TRY IT — All lines from the one containing "bytes.extend_from_slice(&tail);" through the end of the entries below should appear in the answer exactly, with no others.

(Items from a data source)

//! Convenient imports for Runscope.
//!
//! ```ignore
//! use runscope::prelude::*;
//!
//! let registry = RunRegistry::open("./wandb")?;
//! let runs = registry.discover()?;
//! ```

// Main entry point
pub use runscope_engine::{AccessMode, RegistryBuilder, RunRegistry};

// Error handling
pub use runscope_core::{Error, Result};

// Run model
pub use runscope_core::{HistoryRow, Map, MediaFile, Run, RunId, Value};

// Projections
pub use runscope_engine::MetricSeries;

// Log scanning
pub use runscope_recordlog::ScanOptions;
//! Damaged logs never fail a registry call

use super::*;
use runscope::{RecordLogReader, ScanOptions};

fn rows(registry: &RunRegistry, id: &str) -> Vec<Value> {
    registry
        .history(id, false)
        .unwrap()
        .iter()
        .map(|row| row.get("loss").cloned().unwrap_or(Value::Null))
        .collect()
}

#[test]
fn test_unparsable_chunk_between_valid_rows() {
    let root = TempDir::new().unwrap();
    let fixture = RunFixture::new(root.path(), "run-20240101_000000-sand");

    let mut writer = LogWriter::new();
    writer.append_record(&encode::history(&[("loss", "1.0")]));
    writer.append_chunk(&[0xFF, 0xFF, 0xFF]);
    writer.append_record(&encode::history(&[("loss", "0.5")]));
    fixture.log_bytes(writer.as_bytes());

    let registry = open(&root);
    assert_eq!(rows(&registry, "sand"), vec![Value::Float(1.0), Value::Float(0.5)]);

    let contents = RecordLogReader::default()
        .read(&fixture.log_path())
        .loaded()
        .unwrap();
    assert_eq!(contents.stats.malformed_records, 1);
}

#[test]
fn test_checksum_damage_between_valid_rows() {
    let root = TempDir::new().unwrap();
    let fixture = RunFixture::new(root.path(), "run-20240101_000000-crc");

    let mut writer = LogWriter::new();
    writer.append_record(&encode::history(&[("loss", "1.0")]));
    let middle = encode::history(&[("loss", "7.0")]);
    let offset = writer.append_record(&middle);
    writer.append_record(&encode::history(&[("loss", "0.5")]));
    let mut bytes = writer.into_bytes();
    // Last payload byte is the final digit of "7.0"; flipping it keeps the record decodable
    bytes[offset + 7 + middle.len() - 1] ^= 0x01;
    fixture.log_bytes(&bytes);

    let registry = open(&root);
    assert_eq!(rows(&registry, "crc"), vec![Value::Float(1.0), Value::Float(0.5)]);

    let lenient = RunRegistry::builder()
        .root(root.path())
        .scan_options(ScanOptions::lenient())
        .open()
        .unwrap();
    assert_eq!(lenient.history("crc", false).unwrap().len(), 3);
}

#[test]
fn test_truncated_tail_keeps_prefix() {
    let root = TempDir::new().unwrap();
    let fixture = RunFixture::new(root.path(), "run-20240101_000000-torn");

    let mut writer = LogWriter::new();
    writer.append_record(&encode::history(&[("loss", "1.0")]));
    writer.append_record(&encode::history(&[("loss", "0.5")]));
    let bytes = writer.into_bytes();
    fixture.log_bytes(&bytes[..bytes.len() - 3]);

    assert_eq!(rows(&open(&root), "torn"), vec![Value::Float(1.0)]);
}

#[test]
fn test_bad_file_header_still_lists_run() {
    let root = TempDir::new().unwrap();
    RunFixture::new(root.path(), "run-20240101_000000-junk")
        .log_bytes(b"not a record log at all")
        .summary_json(r#"{"loss": 0.3}"#);

    let registry = open(&root);
    let run = registry.get("junk").unwrap();
    assert_eq!(run.summary, Some(map(r#"{"loss": 0.3}"#)));
    assert!(registry.history("junk", false).unwrap().is_empty());
}

#[test]
fn test_record_spanning_blocks() {
    let root = TempDir::new().unwrap();
    let long = format!("\"{}\"", "x".repeat(70_000));
    RunFixture::new(root.path(), "run-20240101_000000-big").log(&[
        encode::history(&[("loss", "1.0"), ("blob", long.as_str())]),
        encode::history(&[("loss", "0.5")]),
    ]);

    assert_eq!(
        rows(&open(&root), "big"),
        vec![Value::Float(1.0), Value::Float(0.5)]
    );
}

mod garbage_tail {
    use super::*;
    use proptest::prelude::*;

    proptest! {
        #![proptest_config(ProptestConfig::with_cases(32))]

        #[test]
        fn trailing_garbage_keeps_complete_rows(tail in proptest::collection::vec(any::<u8>(), 0..512)) {
            let root = TempDir::new().unwrap();
            let fixture = RunFixture::new(root.path(), "run-20240101_000000-tail");

            let mut writer = LogWriter::new();
            writer.append_record(&encode::history(&[("loss", "1.0")]));
            let mut bytes = writer.into_bytes();
            bytes.extend_from_slice(&tail);
            fixture.log_bytes(&bytes);

            let history = open(&root).history("tail", false).unwrap();
            prop_assert!(!history.is_empty());
            prop_assert_eq!(history[0].get("loss"), Some(&Value::Float(1.0)));
        }
    }
}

EXPECTED ANSWER —
            bytes.extend_from_slice(&tail);
            fixture.log_bytes(&bytes);

            let history = open(&root).history("tail", false).unwrap();
            prop_assert!(!history.is_empty());
            prop_assert_eq!(history[0].get("loss"), Some(&Value::Float(1.0)));
        }
    }
}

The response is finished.